Although Janet's apartment had already been searched by police and parents, I decided, despite the inquisitive force, no doubt, displayed by this alliterative pair, to start my investigations there. It is a curious psychological fact that in times of stress the official will follow "procedure" so dogmatically as to often overlook the obvious, while those intimately involved in the event will very likely lose even the semblance of order they display in their everyday lives. Via steering the middle course I hoped to see where others had merely looked.

The two large rooms were on the first floor, rear-side, of an old New England style house; the backyard which the apartment let onto consisted of a small snow-encrusted garden which gradually melded into the blackness of an expansive woods. I briefly spoke with the landlady, an elderly widow of that particular New England breed that gives the initial impression of but two steps from non compo mentis; a light tapping of the beams, however, proves her as sound as the house she dwells in. Unfortunately, Janet had not seen fit to confide in this wise old soul.

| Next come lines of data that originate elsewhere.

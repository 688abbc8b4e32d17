//! Relay pool for multi-relay fanout.

use crate::error::{ClientError, Result};
use crate::relay::{PublishConfirmation, RelayConfig, RelayConnection};
use crate::subscription::Subscription;
use nostr::Event;
use serde_json::Value;
use std::collections::HashMap;
use std::sync::Arc;
use tokio::sync::RwLock;
use tracing::debug;

/// Relay pool configuration.
#[derive(Debug, Clone)]
pub struct PoolConfig {
    /// Maximum number of relays in the pool.
    pub max_relays: usize,
    /// Relay configuration template.
    pub relay_config: RelayConfig,
}

impl Default for PoolConfig {
    fn default() -> Self {
        Self {
            max_relays: 16,
            relay_config: RelayConfig::default(),
        }
    }
}

/// Minimal multi-relay pool.
pub struct RelayPool {
    relays: Arc<RwLock<HashMap<String, Arc<RelayConnection>>>>,
    config: PoolConfig,
}

impl RelayPool {
    /// Create new relay pool.
    pub fn new(config: PoolConfig) -> Self {
        Self {
            relays: Arc::new(RwLock::new(HashMap::new())),
            config,
        }
    }

    /// Add relay URL to pool (not connected until `connect_all` or `connect_relay`).
    pub async fn add_relay(&self, url: &str) -> Result<()> {
        let mut relays = self.relays.write().await;
        if relays.contains_key(url) {
            return Ok(());
        }
        if relays.len() >= self.config.max_relays {
            return Err(ClientError::Internal(format!(
                "maximum relay limit ({}) reached",
                self.config.max_relays
            )));
        }
        let relay = RelayConnection::with_config(url, self.config.relay_config.clone())?;
        relays.insert(url.to_string(), Arc::new(relay));
        Ok(())
    }

    /// Connect a specific relay.
    pub async fn connect_relay(&self, url: &str) -> Result<()> {
        let relay = self
            .relays
            .read()
            .await
            .get(url)
            .cloned()
            .ok_or_else(|| ClientError::InvalidRequest(format!("unknown relay: {}", url)))?;
        relay.connect().await
    }

    /// Connect all relays.
    pub async fn connect_all(&self) -> Result<()> {
        let relays: Vec<Arc<RelayConnection>> =
            self.relays.read().await.values().cloned().collect();
        let mut successful = 0usize;
        for relay in relays {
            match relay.connect().await {
                Ok(()) => successful += 1,
                Err(error) => debug!("relay connect failed: {}", error),
            }
        }
        if successful == 0 {
            return Err(ClientError::Connection(
                "failed to connect to any relay".to_string(),
            ));
        }
        Ok(())
    }

    /// Disconnect all relays.
    pub async fn disconnect_all(&self) -> Result<()> {
        let relays: Vec<Arc<RelayConnection>> =
            self.relays.read().await.values().cloned().collect();
        for relay in relays {
            relay.disconnect().await?;
        }
        Ok(())
    }

    /// Publish event to all connected relays concurrently.
    pub async fn publish(&self, event: &Event) -> Result<Vec<PublishConfirmation>> {
        let relays: Vec<Arc<RelayConnection>> =
            self.relays.read().await.values().cloned().collect();
        if relays.is_empty() {
            return Err(ClientError::NotConnected);
        }

        let publishes = relays.into_iter().map(|relay| async move {
            match relay.publish(event).await {
                Ok(confirmation) => confirmation,
                Err(error) => PublishConfirmation {
                    relay_url: relay.url().to_string(),
                    event_id: event.id.clone(),
                    accepted: false,
                    message: error.to_string(),
                },
            }
        });
        Ok(futures::future::join_all(publishes).await)
    }

    /// Send subscription to all connected relays.
    pub async fn subscribe(&self, subscription: Subscription) -> Result<()> {
        let relays: Vec<Arc<RelayConnection>> =
            self.relays.read().await.values().cloned().collect();
        if relays.is_empty() {
            return Err(ClientError::NotConnected);
        }
        for relay in relays {
            relay.subscribe(subscription.clone()).await?;
        }
        Ok(())
    }

    /// Subscribe using raw filters.
    pub async fn subscribe_filters(
        &self,
        subscription_id: impl Into<String>,
        filters: Vec<Value>,
    ) -> Result<()> {
        self.subscribe(Subscription::new(subscription_id.into(), filters))
            .await
    }

    /// Close subscription on all relays.
    pub async fn unsubscribe(&self, subscription_id: &str) -> Result<()> {
        let relays: Vec<Arc<RelayConnection>> =
            self.relays.read().await.values().cloned().collect();
        for relay in relays {
            relay.unsubscribe(subscription_id).await?;
        }
        Ok(())
    }

    /// Get relay by URL.
    pub async fn relay(&self, url: &str) -> Option<Arc<RelayConnection>> {
        self.relays.read().await.get(url).cloned()
    }
}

I sat down at the small writing desk which faced the two large windows looking out on the straggling, frosty garden; it was a dark, cloudy day, and iron cold. Although the heater quietly hissed at my feet, I felt a chill run through my frame. Up to this point, although I had felt a distinct uneasiness regarding the entire affair, I believe my conduct can in no way be termed irrational; from the moment I sat at that desk, however, I felt the urgings of an impulse I can only describe as inexplicable.

For several moments I had the weird, vertigo-like sensation that the apartment around me had suddenly dropped its fa?ade of commonality and presented itself to me for what it was: naught but a nasty little puzzle, the surface of which was but a mocking patina, covering only Janet knew what.

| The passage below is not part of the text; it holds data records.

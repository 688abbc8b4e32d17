use std::path::{Path, PathBuf};

use anyhow::{Context, Result};
use bip39::{Language, Mnemonic};

use crate::nip06::derive_keypair;

pub const ENV_IDENTITY_MNEMONIC_PATH: &str = "OPENAGENTS_IDENTITY_MNEMONIC_PATH";

#[derive(Clone)]
pub struct NostrIdentity {
    pub identity_path: PathBuf,
    pub mnemonic: String,
    pub npub: String,
    pub nsec: String,
    pub public_key_hex: String,
    pub private_key_hex: String,
}

pub fn load_or_create_identity() -> Result<NostrIdentity> {
    let path = identity_mnemonic_path()?;
    if path.exists() {
        return load_identity_from_path(path);
    }
    regenerate_identity()
}

pub fn regenerate_identity() -> Result<NostrIdentity> {
    let path = identity_mnemonic_path()?;
    let mnemonic = generate_mnemonic()?;
    write_mnemonic(&path, &mnemonic)?;
    build_identity(mnemonic, path)
}

/// Generates a fresh identity without touching disk. Intended for
/// short-lived, per-instance identities (a consumer session) that are
/// never expected to survive a restart; `identity_path` is left empty.
pub fn generate_identity() -> Result<NostrIdentity> {
    let mnemonic = generate_mnemonic()?;
    build_identity(mnemonic, PathBuf::new())
}

pub fn identity_mnemonic_path() -> Result<PathBuf> {
    if let Ok(override_path) = std::env::var(ENV_IDENTITY_MNEMONIC_PATH) {
        let trimmed = override_path.trim();
        if !trimmed.is_empty() {
            return Ok(PathBuf::from(trimmed));
        }
    }

    let home = std::env::var("HOME").context("HOME is not set")?;
    Ok(PathBuf::from(home)
        .join(".openagents")
        .join("pylon")
        .join("identity.mnemonic"))
}

pub fn load_identity_from_path(path: impl AsRef<Path>) -> Result<NostrIdentity> {
    let path = path.as_ref();
    let mnemonic = std::fs::read_to_string(path)
        .with_context(|| format!("failed to read mnemonic file {}", path.display()))?
        .trim()
        .to_string();

    if mnemonic.is_empty() {
        return Err(anyhow::anyhow!(
            "identity mnemonic file is empty: {}",
            path.display()
        ));
    }

    build_identity(mnemonic, path.to_path_buf())
}

fn build_identity(mnemonic: String, path: PathBuf) -> Result<NostrIdentity> {
    let keypair = derive_keypair(&mnemonic)?;

    Ok(NostrIdentity {
        identity_path: path,
        mnemonic,
        npub: keypair.npub()?,
        nsec: keypair.nsec()?,
        public_key_hex: keypair.public_key_hex(),
        private_key_hex: keypair.private_key_hex(),
    })
}

fn generate_mnemonic() -> Result<String> {
    let entropy: [u8; 16] = rand::random();
    let mnemonic = Mnemonic::from_entropy_in(Language::English, &entropy)
        .context("failed to generate mnemonic")?;
    Ok(mnemonic.to_string())
}

fn write_mnemonic(path: &Path, mnemonic: &str) -> Result<()> {
    if let Some(parent) = path.parent() {
        std::fs::create_dir_all(parent)
            .with_context(|| format!("failed to create directory {}", parent.display()))?;
    }

    std::fs::write(path, format!("{mnemonic}\n"))
        .with_context(|| format!("failed to write mnemonic file {}", path.display()))?;

    #[cfg(unix)]
    {
        use std::os::unix::fs::PermissionsExt;

        std::fs::set_permissions(path, std::fs::Permissions::from_mode(0o600))
            .with_context(|| format!("failed to set permissions on {}", path.display()))?;
    }

    Ok(())
}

As with all the truly important things in life, this revelation had not been left to the impish whim of my own abilities - it was rather more like I had suddenly found a telegram in my hand: undated, unstamped, unsigned. The message, however, was in deadly clear black and white. And then, in a little twist of wind, the paper vanished?

I had the definite impression, as I began to search through the desk, that I was being watched, from behind. To my own great annoyance, I actually turned around once or twice, only to have the empty walls ironically stare back at me.

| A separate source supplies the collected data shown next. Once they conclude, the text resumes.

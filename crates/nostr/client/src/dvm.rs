//! Minimal DVM helpers built on relay pool transport.

use crate::error::{ClientError, Result};
use crate::pool::RelayPool;
use crate::relay::PublishConfirmation;
use nostr::Event;
use std::sync::Arc;

/// Lightweight DVM helper for publishing and subscribing to NIP-90 job events.
pub struct DvmClient {
    pool: Arc<RelayPool>,
}

impl DvmClient {
    /// Create a new DVM client from a relay pool.
    pub fn new(pool: Arc<RelayPool>) -> Self {
        Self { pool }
    }

    /// Publish a NIP-90 job request event. Fails unless at least one relay
    /// acknowledges the event with `OK true`.
    pub async fn publish_job_request(&self, event: &Event) -> Result<Vec<PublishConfirmation>> {
        if !nostr::nip90::is_job_request_kind(event.kind) {
            return Err(ClientError::InvalidRequest(format!(
                "expected NIP-90 request kind, got {}",
                event.kind
            )));
        }
        publish_requiring_one_ack(&self.pool, event).await
    }

    /// Publish a NIP-90 job result event. Fails unless at least one relay
    /// acknowledges the event with `OK true`.
    pub async fn publish_job_result(&self, event: &Event) -> Result<Vec<PublishConfirmation>> {
        if !nostr::nip90::is_job_result_kind(event.kind) {
            return Err(ClientError::InvalidRequest(format!(
                "expected NIP-90 result kind, got {}",
                event.kind
            )));
        }
        publish_requiring_one_ack(&self.pool, event).await
    }

    /// Publish a NIP-90 job feedback event (kind 7000). Fails unless at least
    /// one relay acknowledges the event with `OK true`.
    pub async fn publish_job_feedback(&self, event: &Event) -> Result<Vec<PublishConfirmation>> {
        if event.kind != nostr::nip90::KIND_JOB_FEEDBACK {
            return Err(ClientError::InvalidRequest(format!(
                "expected job feedback kind 7000, got {}",
                event.kind
            )));
        }
        publish_requiring_one_ack(&self.pool, event).await
    }

    /// Subscribe for feedback and result events referencing a specific
    /// request id. `result_kind` is the expected result kind
    /// (`request_kind + 1000`); both that kind and job feedback (7000) are
    /// included in the filter so a consumer observes the full lifecycle.
    pub async fn subscribe_results_for_request(
        &self,
        subscription_id: impl Into<String>,
        request_event_id: &str,
        result_kind: u16,
    ) -> Result<()> {
        self.pool
            .subscribe_filters(
                subscription_id.into(),
                vec![serde_json::json!({
                    "kinds": [result_kind, nostr::nip90::KIND_JOB_FEEDBACK],
                    "#e": [request_event_id]
                })],
            )
            .await
    }
}

async fn publish_requiring_one_ack(
    pool: &Arc<RelayPool>,
    event: &Event,
) -> Result<Vec<PublishConfirmation>> {
    let confirmations = pool.publish(event).await?;
    if confirmations.iter().any(|c| c.accepted) {
        Ok(confirmations)
    } else {
        Err(ClientError::RelayError(format!(
            "no relay accepted event {}: {:?}",
            event.id,
            confirmations
                .iter()
                .map(|c| format!("{}: {}", c.relay_url, c.message))
                .collect::<Vec<_>>()
        )))
    }
}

As the minutes passed I began to feel as if a task had been placed upon me, and I was being scrutinized with a kind of irritated insistence. I felt pushed, as if I were working against an unknown deadline. I didn't even want to consider the consequences of failure.

The rooms, although not what one would term Spartan, were far from cluttered; this simple fact served to vaguely encourage me as the Dupin-ish thought that it had been the mere simplicity of the thing that had led the police astray still sheepishly hovered about my agitated consciousness

After the desk proved fruitless, I looked through all the CDs, I searched the kitchenette top to bottom, the bathroom inside out, I peered under the bed, shook out all the bedding, I examined the floor under the rug (which, incidentally, I also frisked). Other than the fact that Janet had been an excellent housekeeper, I found nothing.

Of course, I had no idea what it was I was even looking for. If it had not been for the grim determination that indeed there was something to be found, I too would have thought myself ridiculous.

But, you see, there was nothing funny about it: Janet was dead; had been found splattered all over the pavement in front of the Main. And here I was, poking around in her apartment like some third-rate Holmes.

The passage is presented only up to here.